Action item =
Look through the data below and, wherever a line carries the word "MarketData", please copy that line.

===== Dataset entries

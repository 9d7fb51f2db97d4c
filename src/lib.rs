//! # Implied Move - Option-Implied Volatility and Expected Price Range
//!
//! Estimates the implied volatility of a stock's near-the-money options by
//! inverting Black-Scholes with Newton-Raphson, then turns the call and put
//! volatilities into an expected price band to the nearest expiration.
//!
//! ## Key Components
//!
//! - **Data Fetching**: Yahoo Finance spot quote, nearest option chain, ^IRX rate
//! - **Black-Scholes**: Closed-form European pricing and vega
//! - **Implied Vol**: Newton-Raphson solver with an explicit outcome type
//! - **Expected Move**: `S·e^(σ√T)` up, `S/e^(σ√T)` down
//!
//! ## Usage
//!
//! ```rust,no_run
//! use implied_move::prelude::*;
//!
//! let yahoo = YahooClient::new().unwrap();
//! let now = chrono::Local::now().naive_local();
//! let analysis = analyze(&yahoo, "SPY", &ImpliedVolSolver::default(), now).unwrap();
//!
//! for line in analysis.report_lines() {
//!     println!("{line}");
//! }
//! ```
//!
//! ## What This Does NOT Do
//!
//! - Price American early exercise (European formula throughout)
//! - Adjust for dividends
//! - Look past the first listed expiration
//! - Bound or clamp the volatility iterate

pub mod core;
pub mod data;
pub mod models;
pub mod pricing;

/// Prelude with commonly used types
pub mod prelude {
    // Core types
    pub use crate::core::{
        normalize_time, time_to_expiration, ContractQuote, ExpirationChain, MoveError, MoveResult,
        OptionQuote, OptionType, SpotQuote,
    };

    // Data fetching
    pub use crate::data::{MarketData, YahooClient, YahooConfig};

    // Models
    pub use crate::models::{
        implied_volatility, norm_cdf, norm_pdf,
        // Black-Scholes
        black_scholes::price as bs_price,
        black_scholes::vega as bs_vega,
        ImpliedVolSolver, SolverConfig, VolatilityEstimate,
    };

    // Expected move
    pub use crate::pricing::{
        analyze, compute_range, range_from_vols, ExpectedMoveRange, MoveAnalysis,
    };
}

// Re-export main types at crate root
pub use crate::core::{MoveError, MoveResult};
pub use crate::models::{ImpliedVolSolver, VolatilityEstimate};
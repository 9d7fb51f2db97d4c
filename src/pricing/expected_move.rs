//! Expected move
//!
//! Lognormal one-sigma price band to expiration: the call volatility sets the
//! upper bound, the put volatility the lower one.

use serde::{Deserialize, Serialize};

use crate::core::{normalize_time, MoveResult};
use crate::models::VolatilityEstimate;

/// Price band implied by call and put volatility
#[derive(Debug, Clone, Copy, PartialEq, Serialize, Deserialize)]
pub struct ExpectedMoveRange {
    /// Underlying price the band is centered on
    pub spot: f64,
    pub low: f64,
    pub high: f64,
}

impl ExpectedMoveRange {
    /// Points from spot up to the high
    pub fn upside(&self) -> f64 {
        (self.high - self.spot).abs()
    }

    /// Points from spot down to the low
    pub fn downside(&self) -> f64 {
        self.spot - self.low
    }
}

/// `high = S·e^(σ_call·√T)`, `low = S / e^(σ_put·√T)`
///
/// Fails with the non-convergence error of whichever side has no volatility.
pub fn compute_range(
    current_price: f64,
    call_vol: &VolatilityEstimate,
    put_vol: &VolatilityEstimate,
    time: f64,
) -> MoveResult<ExpectedMoveRange> {
    let call_vol = call_vol.value()?;
    let put_vol = put_vol.value()?;
    Ok(range_from_vols(current_price, call_vol, put_vol, time))
}

/// Band from plain volatilities
pub fn range_from_vols(
    current_price: f64,
    call_vol: f64,
    put_vol: f64,
    time: f64,
) -> ExpectedMoveRange {
    let sqrt_t = normalize_time(time).sqrt();
    ExpectedMoveRange {
        spot: current_price,
        low: current_price / (put_vol * sqrt_t).exp(),
        high: current_price * (call_vol * sqrt_t).exp(),
    }
}
//! Market data interface
//!
//! What the analysis needs from a quote source. Implementations do their own
//! retrying, if any; errors reach the caller unchanged.

use crate::core::{ExpirationChain, MoveResult, SpotQuote};

/// Source of spot prices, the short-term rate and option chains
pub trait MarketData {
    /// Latest price and display name of the underlying
    fn spot(&self, symbol: &str) -> MoveResult<SpotQuote>;

    /// Most recent short-term risk-free rate as a fraction (4.5% -> 0.045)
    fn risk_free_rate(&self) -> MoveResult<f64>;

    /// Option chain for the nearest listed expiration
    fn nearest_expiration_chain(&self, symbol: &str) -> MoveResult<ExpirationChain>;

    /// Latest underlying price
    fn current_price(&self, symbol: &str) -> MoveResult<f64> {
        self.spot(symbol).map(|quote| quote.price)
    }
}

impl<M: MarketData + ?Sized> MarketData for &M {
    fn spot(&self, symbol: &str) -> MoveResult<SpotQuote> {
        (**self).spot(symbol)
    }

    fn risk_free_rate(&self) -> MoveResult<f64> {
        (**self).risk_free_rate()
    }

    fn nearest_expiration_chain(&self, symbol: &str) -> MoveResult<ExpirationChain> {
        (**self).nearest_expiration_chain(symbol)
    }
}
//! Expected move pricing
//!
//! - Expected move band from call/put implied volatility
//! - End-to-end analysis of one ticker and its report

pub mod analysis;
pub mod expected_move;

pub use analysis::*;
pub use expected_move::*;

==========

Result =
    pub use crate::data::{MarketData, YahooClient, YahooConfig};
pub trait MarketData {
impl<M: MarketData + ?Sized> MarketData for &M {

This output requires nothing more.